Deploying VIGOR3
----------------
1. un-tar VIGOR3.tgz. This creates a directory named VIGOR3 containing
the VIGOR software and reference databases.
$ tar xzvf VIGOR3.tgz -C /mypath
2. define a scratch space for vigor
$ # path used here is an example, any directory will do
$ mkdir /mypath/VIGOR3/tempspace
$ chmod 777 /mypath/VIGOR3/tempspace
3. define a symbolic link for the scratch space
$ # symbolic link requires FULL path
$ cd /mypath/VIGOR3
$ chmod 777 prod3
$ ln -s /mypath/VIGOR3/tempspace prod3/vigorscratch
4. define symbolic links for external programs
$ cd /mypath/VIGOR3
$ ln -s /usr/local/bin/perl prod3/perl
$ ln -s /usr/local/bin/blastall prod3/blastall
$ ln -s /usr/local/bin/bl2seq prod3/bl2seq
$ ln -s /usr/local/bin/formatdb prod3/formatdb
$ ln -s /usr/local/bin/fastacmd prod3/fastacmd
$ ln -s /usr/local/bin/clustalw prod3/clustalw2
$ ln -s /usr/local/bin/muscle prod3/muscle
$ ln -s /usr/local/bin/cd-hit prod3/cd-hit
$ chmod 555 prod3
notes:
1. the dbutils directory under prod3 contains utility programs used
to support the creation of reference databases for VIGOR
2. muscle and cd-hit are used by programs in "dbutils", they are
not required by VIGOR.
3. the adhoc directory under prod3 contains a handful of adhoc
programs created during the project, these programs use many of
VIGOR's library functions but are not part of VIGOR
4. three additional programs are contained in the prod3 directory
a. rna_finder - used by the JCVI pipeline to annotate non-
coding genes
b. tblUTR - used by the JCVI pipeline to extend gene
boundries to include the UTRs
c. hmm3Evidence - used by the JCVI pipeline to suppply HMM3
evidence supporting the functional annotation of the gene
Running VIGOR3
--------------
Example:
$ VIGOR3.pl -d yfv -i samples/westnile.fasta -o test/westnile
(sample fasta and output files can be found in the samples directory)
Usage:
-- allow VIGOR to choose the reference database
$ VIGOR3.pl -i inputfasta -o outputprefix
-- tell VIGOR which reference database to use
$ VIGOR3.pl -d refdb -i inputfasta -o outputprefix
Command Line Options:
-a auto-select the reference database, equivalent to "-d any", default
behavior unless overridden by -d or -G, (-A is a synonym for this
option)
-d <ref db>, specify the reference database to be used, (-D is a synonym
for this option)
-e <evalue>, override the default evalue used to identify potential
genes, the default is usually 1E-5, but varies by reference database
-c <pct ref> minimum coverage of reference product (0-100) required to
report a gene, by default coverage is ignored
-C complete (linear) genome (do not treat edges as gaps)
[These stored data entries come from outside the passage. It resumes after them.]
//! `sect init` command - Initialize a new SECT workspace

use console::style;
use miette::{IntoDiagnostic, Result};

use crate::core::{Config, Database, Workspace, WorkspaceError};

#[derive(clap::Args, Debug)]
pub struct InitArgs {
    /// Directory to initialize (default: current directory)
    #[arg(default_value = ".")]
    pub path: std::path::PathBuf,

    /// Rewrite the config even if .sect/ already exists
    #[arg(long)]
    pub force: bool,
}

pub fn run(args: InitArgs) -> Result<()> {
    let path = if args.path.as_os_str() == "." {
        std::env::current_dir().into_diagnostic()?
    } else {
        args.path.clone()
    };

    let workspace = match Workspace::init(&path, args.force) {
        Ok(workspace) => workspace,
        Err(WorkspaceError::AlreadyExists(root)) => {
            println!(
                "{} SECT workspace already exists at {}",
                style("!").yellow(),
                style(root.display()).cyan()
            );
            println!();
            println!("Use {} to reinitialize", style("sect init --force").yellow());
            return Ok(());
        }
        Err(e) => return Err(e.into()),
    };

    let config = Config::load(Some(&workspace))?;
    let db_path = config
        .database_path(Some(&workspace))
        .unwrap_or_else(|| workspace.default_db_path());
    Database::open(&db_path)?;

    println!(
        "{} Initialized SECT workspace at {}",
        style("✓").green(),
        style(workspace.root().display()).cyan()
    );
    println!("  config:   {}", style(workspace.config_path().display()).dim());
    println!("  database: {}", style(db_path.display()).dim());
    println!();
    println!("Next steps:");
    println!("  {} Load the demo dataset", style("sect seed").yellow());
    println!("  {} List suppliers", style("sect sup list").yellow());
    println!("  {} Start the API", style("sect serve").yellow());
    Ok(())
}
-0 (zero) complete circular genome (allows gene to span origin)
-f <0, 1, or 2>, frameshift sensitivity, 0=low 1=normal 2=high
(defaults to 1)
-i <input fasta>, path to fasta with genomic sequences to be annotated
(-I is a synonym for this option)
-l do NOT use locus_tags in TBL file output (incompatible with -L)
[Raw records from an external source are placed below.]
#[cfg(test)]
mod tests {
    use super::*;
    use crate::entities::supplier::{PcfMaturity, SupplyChainLevel, SupplierType};

    fn supplier(name: &str, ext: &str, country: &str, level: SupplyChainLevel) -> NewSupplier {
        NewSupplier {
            external_id: Some(ext.to_string()),
            country_code: Some(country.to_string()),
            supply_chain_level: Some(level),
            supplier_type: Some(SupplierType::Component),
            ..NewSupplier::new(name)
        }
    }

    fn seeded() -> Database {
        let mut db = Database::open_in_memory().unwrap();
        db.create_supplier(supplier("Valeo SA", "SUP-002", "fr", SupplyChainLevel::Tier1))
            .unwrap();
        db.create_supplier(supplier("Bosch GmbH", "SUP-001", "DE", SupplyChainLevel::Tier1))
            .unwrap();
        db.create_supplier(supplier("Precision Metals", "SUP-011", "DE", SupplyChainLevel::Tier2))
            .unwrap();
        db
    }

    #[test]
    fn test_list_is_ordered_by_name() {
        let db = seeded();
        let names: Vec<String> = db
            .list_suppliers(&SupplierFilter::default())
            .unwrap()
            .into_iter()
            .map(|s| s.name)
            .collect();
        assert_eq!(names, vec!["Bosch GmbH", "Precision Metals", "Valeo SA"]);
    }

    #[test]
    fn test_list_filters() {
        let db = seeded();
        let de = db
            .list_suppliers(&SupplierFilter {
                country_code: Some("de".to_string()),
                ..Default::default()
            })
            .unwrap();
        assert_eq!(de.len(), 2);

        let tier2 = db
            .list_suppliers(&SupplierFilter {
                supply_chain_level: Some(SupplyChainLevel::Tier2),
                ..Default::default()
            })
            .unwrap();
        assert_eq!(tier2.len(), 1);
        assert_eq!(tier2[0].name, "Precision Metals");

        let by_ext = db
            .list_suppliers(&SupplierFilter {
                search: Some("sup-00".to_string()),
                ..Default::default()
            })
            .unwrap();
        assert_eq!(by_ext.len(), 2);

        let by_name = db
            .list_suppliers(&SupplierFilter {
                search: Some("VALEO".to_string()),
                ..Default::default()
            })
            .unwrap();
        assert_eq!(by_name.len(), 1);
    }

    #[test]
    fn test_search_folds_accents_and_escapes_wildcards() {
        let mut db = seeded();
        db.create_supplier(NewSupplier::new("Électricité Bernard")).unwrap();
        db.create_supplier(NewSupplier::new("Forge 100% Acier")).unwrap();

        let search = |db: &Database, text: &str| {
            db.list_suppliers(&SupplierFilter {
                search: Some(text.to_string()),
                ..Default::default()
            })
            .unwrap()
            .into_iter()
            .map(|s| s.name)
            .collect::<Vec<_>>()
        };

        assert_eq!(search(&db, "Électricité"), vec!["Électricité Bernard"]);
        assert_eq!(search(&db, "éLECTRICITÉ bernard"), vec!["Électricité Bernard"]);
        assert!(search(&db, "_").is_empty());
        assert_eq!(search(&db, "100%"), vec!["Forge 100% Acier"]);
        assert!(search(&db, "0%a").is_empty());
    }

    #[test]
    fn test_contains_pattern_escapes() {
        assert_eq!(contains_pattern("A_b%c\\"), "%a\\_b\\%c\\\\%");
    }

    #[test]
    fn test_list_paging() {
        let db = seeded();
        let page = db
            .list_suppliers(&SupplierFilter {
                skip: Some(1),
                limit: Some(1),
                ..Default::default()
            })
            .unwrap();
        assert_eq!(page.len(), 1);
        assert_eq!(page[0].name, "Precision Metals");
    }

    #[test]
    fn test_create_normalizes_and_conflicts() {
        let mut db = seeded();
        let valeo = db.find_supplier_by_external_id("SUP-002").unwrap().unwrap();
        assert_eq!(valeo.country_code.as_deref(), Some("FR"));

        let err = db
            .create_supplier(supplier("Valeo Bis", "SUP-002", "FR", SupplyChainLevel::Tier1))
            .unwrap_err();
        assert!(matches!(err, DbError::Conflict(_)));
    }

    #[test]
    fn test_suppliers_without_external_id_do_not_conflict() {
        let mut db = Database::open_in_memory().unwrap();
        db.create_supplier(NewSupplier::new("A")).unwrap();
        db.create_supplier(NewSupplier::new("B")).unwrap();
        assert_eq!(db.supplier_stats().unwrap().total, 2);
    }

    #[test]
    fn test_update_only_touches_given_fields() {
        let mut db = seeded();
        let bosch = db.find_supplier_by_external_id("SUP-001").unwrap().unwrap();
        let updated = db
            .update_supplier(
                bosch.id,
                SupplierPatch {
                    region: Some("Europe".to_string()),
                    ..Default::default()
                },
            )
            .unwrap();
        assert_eq!(updated.region.as_deref(), Some("Europe"));
        assert_eq!(updated.name, "Bosch GmbH");
        assert_eq!(updated.country_code.as_deref(), Some("DE"));
        assert!(updated.updated_at >= bosch.updated_at);
    }

    #[test]
    fn test_update_missing_supplier() {
        let mut db = seeded();
        let err = db.update_supplier(999, SupplierPatch::default()).unwrap_err();
        assert!(matches!(err, DbError::NotFound { .. }));
    }

    #[test]
    fn test_primary_contact_is_unique() {
        let mut db = seeded();
        let id = db.find_supplier_by_external_id("SUP-001").unwrap().unwrap().id;
        db.add_contact(
            id,
            NewContact {
                full_name: "Hans Weber".to_string(),
                is_primary: true,
                ..Default::default()
            },
        )
        .unwrap();
        db.add_contact(
            id,
            NewContact {
                full_name: "Klara Vogel".to_string(),
                email: Some("klara@bosch.example".to_string()),
                is_primary: true,
                ..Default::default()
            },
        )
        .unwrap();

        let contacts = db.list_contacts(id).unwrap();
        let primaries: Vec<&str> = contacts
            .iter()
            .filter(|c| c.is_primary)
            .map(|c| c.full_name.as_str())
            .collect();
        assert_eq!(primaries, vec!["Klara Vogel"]);
    }

    #[test]
    fn test_profile_upserts_and_cascade() {
        let mut db = seeded();
        let id = db.find_supplier_by_external_id("SUP-002").unwrap().unwrap().id;

        assert!(matches!(db.pcf_profile(id), Err(DbError::NotFound { .. })));

        db.upsert_pcf_profile(
            id,
            PcfProfileInput {
                pcf_maturity: Some(PcfMaturity::Advanced),
                pcf_count: 12,
                reference_years: vec![2023, 2024],
                ..Default::default()
            },
        )
        .unwrap();
        let again = db
            .upsert_pcf_profile(
                id,
                PcfProfileInput {
                    pcf_maturity: Some(PcfMaturity::Intermediate),
                    ..Default::default()
                },
            )
            .unwrap();
        assert_eq!(again.pcf_maturity, Some(PcfMaturity::Intermediate));
        assert_eq!(again.pcf_count, 0);

        db.upsert_imds_profile(
            id,
            ImdsProfileInput {
                oems_served: vec!["Stellantis".to_string(), "Renault".to_string()],
                on_time_submission_rate: Some(0.9),
                ..Default::default()
            },
        )
        .unwrap();

        let profile = db.supplier_profile(id).unwrap();
        assert_eq!(profile.imds_profile.unwrap().oems_served.len(), 2);
        assert!(profile.hub_metadata.is_none());

        db.delete_supplier(id).unwrap();
        let counts: i64 = db
            .conn
            .query_row(
                "SELECT (SELECT COUNT(*) FROM pcf_profiles) + (SELECT COUNT(*) FROM imds_profiles)",
                [],
                |row| row.get(0),
            )
            .unwrap();
        assert_eq!(counts, 0);
    }

    #[test]
    fn test_stats() {
        let mut db = seeded();
        let id = db.find_supplier_by_external_id("SUP-001").unwrap().unwrap().id;
        db.update_supplier(
            id,
            SupplierPatch {
                region: Some("Europe".to_string()),
                ..Default::default()
            },
        )
        .unwrap();
        db.upsert_pcf_profile(
            id,
            PcfProfileInput {
                pcf_maturity: Some(PcfMaturity::Beginner),
                ..Default::default()
            },
        )
        .unwrap();

        let stats = db.supplier_stats().unwrap();
        assert_eq!(stats.total, 3);
        assert_eq!(stats.by_level, LevelCounts { tier1: 2, tier2: 1 });
        assert_eq!(stats.by_region.get("Europe"), Some(&1));
        assert_eq!(stats.by_region.get("Unknown"), Some(&2));
        assert_eq!(stats.pcf_maturity.beginner, 1);
    }
}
-L USE locus_tags in TBL file output (incompatible with -l)
-o <output prefix>, prefix for outputfile files, e.g. if the ouput
prefix is /mydir/anno VIGOR will create output files /mydir/anno.tbl,
/mydir/anno.stats, etc., (-O is a synonym for this option)
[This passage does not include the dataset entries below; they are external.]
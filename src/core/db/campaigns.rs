//! Campaign and enrollment queries

use std::collections::BTreeMap;

use rusqlite::{params, Row, ToSql};
use serde_json::json;

use super::{found, json_list, list, now_ts, opt_date, opt_ts, ts, Database};
use crate::core::error::{DbError, DbResult};
use crate::entities::campaign::{
    percent, Campaign, CampaignFilter, CampaignPatch, CampaignProgress, CampaignStats,
    CampaignStatus, CampaignSummary, CampaignSupplier, CampaignTotals, NewCampaign,
    ParticipationStatus, ParticipationUpdate,
};

fn campaign_from_row(row: &Row<'_>) -> rusqlite::Result<Campaign> {
    Ok(Campaign {
        id: row.get("id")?,
        name: row.get("name")?,
        campaign_type: row.get("type")?,
        objective: row.get("objective")?,
        start_date: opt_date(row, "start_date")?,
        end_date: opt_date(row, "end_date")?,
        target_part_families: list(row, "target_part_families")?,
        status: row.get("status")?,
        created_by: row.get("created_by")?,
        created_at: ts(row, "created_at")?,
        updated_at: ts(row, "updated_at")?,
    })
}

fn enrollment_from_row(row: &Row<'_>) -> rusqlite::Result<CampaignSupplier> {
    Ok(CampaignSupplier {
        id: row.get("id")?,
        campaign_id: row.get("campaign_id")?,
        supplier_id: row.get("supplier_id")?,
        supplier_name: row.get("supplier_name")?,
        status: row.get("status")?,
        last_contact_at: opt_ts(row, "last_contact_at")?,
        reminders_sent: row.get("reminders_sent")?,
        progression_score: row.get("progression_score")?,
        notes: row.get("notes")?,
        updated_at: ts(row, "updated_at")?,
    })
}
-P <parameter=value~~...~~parameter=value>, override default values of
VIGOR parameters
-j turn off JCVI rules, JCVI rules treat gaps and ambiguity codes
conservatively, use this option to relax these constraints and
produce a more speculative annotation
-m ignore reference match requirements (coverage/identity/similarity),
sometimes useful to evaluate raw contigs and rough draft sequences
-s <gene size> minimum size (aa) of product required to report a gene,
by default size is ignored
Outputs:
outputprefix.rpt - summary of program results
outputprefix.stats - run statistics (per genome sequence) in tab-
delimited format
outputprefix.cds - fasta file of predicted CDSs
outputprefix.pep - fasta file of predicted proteins
outputprefix.tbl - predicted features in GenBank tbl format
outputprefix.aln - alignment of predicted protein to reference, and
reference protein to genome
outputprefix.fs - subset of aln report for those genes with
potential sequencing issues
outputprefix.at - potential sequencing issues in tab-delimited
format
Reference Datasets:
Name Description (Synonyms)
any any virus (vda)
cov_abcdx Alpha/Beta/Gamma/Delta/Unclassified Cov*
veev Alphaviruses (VEEV/EEEV) (alpha,eeev)
bunya Bunyaviridae
hanta Bunyaviridae Hantavirus (hantavirus)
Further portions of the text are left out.